Apoptotic resistance is a hallmark of human cancers. Recent advances have contributed to our understanding of the molecular mechanisms that intimately integrate cell metabolism and apoptosis. Coordinated activation of the proapoptotic Bcl-2 family and the caspase family during apoptosis often leads to permeabilization of the mitochondrial outer membrane and release of multiple enzymes that normally function in regulating energy production and metabolism. The roles of these metabolic enzymes in promoting caspase activation demonstrate a primordial need to couple apoptotic cell death and metabolic catastrophe during cellular destruction.

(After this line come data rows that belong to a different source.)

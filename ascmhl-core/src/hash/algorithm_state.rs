// Copyright (c) The ascmhl Contributors
// SPDX-License-Identifier: MIT OR Apache-2.0

//! Per-algorithm streaming hash state.
//!
//! `xxhash-rust` doesn't implement `digest::Digest`, so unlike a
//! `Box<dyn DynDigest>` table this is a plain enum dispatch over the five
//! algorithms the engine recognizes.

use ascmhl_metadata::AlgorithmId;
use digest::Digest;
use md5::Md5;
use sha1::Sha1;
use sha2::Sha512;
use xxhash_rust::xxh3::Xxh3;
use xxhash_rust::xxh64::Xxh64;

/// `cidv1` + `sha2-512` multicodec prefix bytes c4 digests are tagged with
/// before base58 encoding.
const C4_PREFIX: [u8; 2] = [0x01, 0x55];

pub(super) enum AlgorithmState {
    Xxh64(Xxh64),
    Xxh128(Xxh3),
    Md5(Md5),
    Sha1(Sha1),
    C4(Sha512),
}

impl AlgorithmState {
    pub(super) fn new(algorithm: AlgorithmId) -> Self {
        match algorithm {
            AlgorithmId::Xxh64 => AlgorithmState::Xxh64(Xxh64::new(0)),
            AlgorithmId::Xxh128 => AlgorithmState::Xxh128(Xxh3::new()),
            AlgorithmId::Md5 => AlgorithmState::Md5(Md5::new()),
            AlgorithmId::Sha1 => AlgorithmState::Sha1(Sha1::new()),
            AlgorithmId::C4 => AlgorithmState::C4(Sha512::new()),
        }
    }

    pub(super) fn update(&mut self, bytes: &[u8]) {
        match self {
            AlgorithmState::Xxh64(state) => state.update(bytes),
            AlgorithmState::Xxh128(state) => state.update(bytes),
            AlgorithmState::Md5(state) => Digest::update(state, bytes),
            AlgorithmState::Sha1(state) => Digest::update(state, bytes),
            AlgorithmState::C4(state) => Digest::update(state, bytes),
        }
    }

    pub(super) fn finalize(self) -> Vec<u8> {
        match self {
            AlgorithmState::Xxh64(state) => state.digest().to_be_bytes().to_vec(),
            AlgorithmState::Xxh128(state) => state.digest128().to_be_bytes().to_vec(),
            AlgorithmState::Md5(state) => state.finalize().to_vec(),
            AlgorithmState::Sha1(state) => state.finalize().to_vec(),
            AlgorithmState::C4(state) => {
                let sha512 = state.finalize();
                let mut out = Vec::with_capacity(C4_PREFIX.len() + sha512.len());
                out.extend_from_slice(&C4_PREFIX);
                out.extend_from_slice(&sha512);
                out
            }
        }
    }
}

The Bcl-2 family also directly interacts with the multiple metabolic regulators to protect or promote mitochondrial damage during apoptosis. However, the integration of metabolism and apoptosis is not simply limited to the maintenance of mitochondrial integrity. A recent study demonstrates that the NatA complex, a protein N-α-acetyltransferase complex, is required for DNA damage-mediated apoptosis and suggests that regulation of protein acetylation might provide an important mechanism for regulating apoptotic sensitivity. Since acetyl-CoA (coenzyme A) is a key cofactor for the NatA complex, protein acetylation is subject to the availability of acetyl-CoA and, thus, under metabolic regulation. The revelation that protein N-α-acetylation is regulated by Bcl-xL, a major antiapoptotic mitochondrial protein, demonstrates a mechanism by which metabolism can regulate the activation of multiple key apoptotic factors simultaneously.